## What to work on
Copy every line in the listing that contains "Single".

+ + + +

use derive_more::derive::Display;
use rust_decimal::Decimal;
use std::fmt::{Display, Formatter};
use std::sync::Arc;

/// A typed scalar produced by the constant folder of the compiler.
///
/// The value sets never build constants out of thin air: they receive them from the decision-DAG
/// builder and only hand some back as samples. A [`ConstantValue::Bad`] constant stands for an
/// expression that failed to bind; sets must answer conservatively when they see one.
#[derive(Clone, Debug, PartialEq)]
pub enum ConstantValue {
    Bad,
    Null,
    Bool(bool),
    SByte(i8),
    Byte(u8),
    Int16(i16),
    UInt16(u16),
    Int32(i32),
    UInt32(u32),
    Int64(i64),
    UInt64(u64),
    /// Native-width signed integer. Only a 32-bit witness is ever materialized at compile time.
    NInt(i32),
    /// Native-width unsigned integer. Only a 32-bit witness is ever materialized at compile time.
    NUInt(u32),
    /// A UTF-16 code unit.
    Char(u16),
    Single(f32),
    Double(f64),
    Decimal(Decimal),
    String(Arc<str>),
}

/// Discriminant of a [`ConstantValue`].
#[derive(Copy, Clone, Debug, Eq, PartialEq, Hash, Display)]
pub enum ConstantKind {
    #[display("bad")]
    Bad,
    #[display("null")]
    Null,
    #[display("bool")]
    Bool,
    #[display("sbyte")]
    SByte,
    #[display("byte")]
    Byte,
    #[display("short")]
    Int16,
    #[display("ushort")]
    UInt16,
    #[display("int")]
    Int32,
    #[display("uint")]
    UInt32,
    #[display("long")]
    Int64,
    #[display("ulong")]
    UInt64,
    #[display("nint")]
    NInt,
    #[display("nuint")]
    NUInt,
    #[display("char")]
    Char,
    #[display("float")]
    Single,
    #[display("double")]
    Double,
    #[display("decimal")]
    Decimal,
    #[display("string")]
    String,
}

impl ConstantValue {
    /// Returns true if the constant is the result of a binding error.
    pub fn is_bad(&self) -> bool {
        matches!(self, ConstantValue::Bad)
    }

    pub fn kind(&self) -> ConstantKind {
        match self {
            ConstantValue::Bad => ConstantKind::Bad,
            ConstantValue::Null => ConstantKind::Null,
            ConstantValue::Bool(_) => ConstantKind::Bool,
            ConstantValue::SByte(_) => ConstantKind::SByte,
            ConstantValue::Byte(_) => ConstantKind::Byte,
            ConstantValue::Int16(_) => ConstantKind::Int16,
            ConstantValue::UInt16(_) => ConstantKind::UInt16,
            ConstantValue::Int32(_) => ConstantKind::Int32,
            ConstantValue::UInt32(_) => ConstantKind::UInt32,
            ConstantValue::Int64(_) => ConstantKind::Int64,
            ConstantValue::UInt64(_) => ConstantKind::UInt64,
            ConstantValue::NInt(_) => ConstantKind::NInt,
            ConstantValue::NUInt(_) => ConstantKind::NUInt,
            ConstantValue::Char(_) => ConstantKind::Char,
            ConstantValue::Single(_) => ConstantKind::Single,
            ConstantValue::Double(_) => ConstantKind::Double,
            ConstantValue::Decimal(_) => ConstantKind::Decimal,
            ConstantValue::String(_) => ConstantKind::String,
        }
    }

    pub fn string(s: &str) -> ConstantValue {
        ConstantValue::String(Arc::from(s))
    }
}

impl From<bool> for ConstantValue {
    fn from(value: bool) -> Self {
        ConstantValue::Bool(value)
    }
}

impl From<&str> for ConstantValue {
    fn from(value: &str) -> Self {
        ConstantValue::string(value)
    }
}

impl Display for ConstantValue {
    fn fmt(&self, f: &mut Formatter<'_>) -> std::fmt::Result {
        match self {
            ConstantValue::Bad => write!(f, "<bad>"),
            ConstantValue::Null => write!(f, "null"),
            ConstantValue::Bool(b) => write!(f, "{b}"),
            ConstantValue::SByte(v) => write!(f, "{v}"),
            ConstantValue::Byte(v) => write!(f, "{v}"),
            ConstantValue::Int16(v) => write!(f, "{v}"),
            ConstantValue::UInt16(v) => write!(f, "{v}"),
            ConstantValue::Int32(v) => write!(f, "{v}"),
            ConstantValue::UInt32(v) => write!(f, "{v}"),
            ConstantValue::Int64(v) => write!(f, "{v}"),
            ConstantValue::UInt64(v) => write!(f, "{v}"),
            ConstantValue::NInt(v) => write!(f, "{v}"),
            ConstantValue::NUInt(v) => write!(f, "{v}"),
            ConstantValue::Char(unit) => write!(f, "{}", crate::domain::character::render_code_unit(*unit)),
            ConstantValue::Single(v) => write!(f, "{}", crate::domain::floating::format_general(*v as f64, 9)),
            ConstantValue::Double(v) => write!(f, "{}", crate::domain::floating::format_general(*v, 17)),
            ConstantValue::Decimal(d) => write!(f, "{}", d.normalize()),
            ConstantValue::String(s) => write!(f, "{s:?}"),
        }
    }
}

+ + + +

## Answer
    Single(f32),
    Single,
            ConstantValue::Single(_) => ConstantKind::Single,
            ConstantValue::Single(v) => write!(f, "{}", crate::domain::floating::format_general(*v as f64, 9)),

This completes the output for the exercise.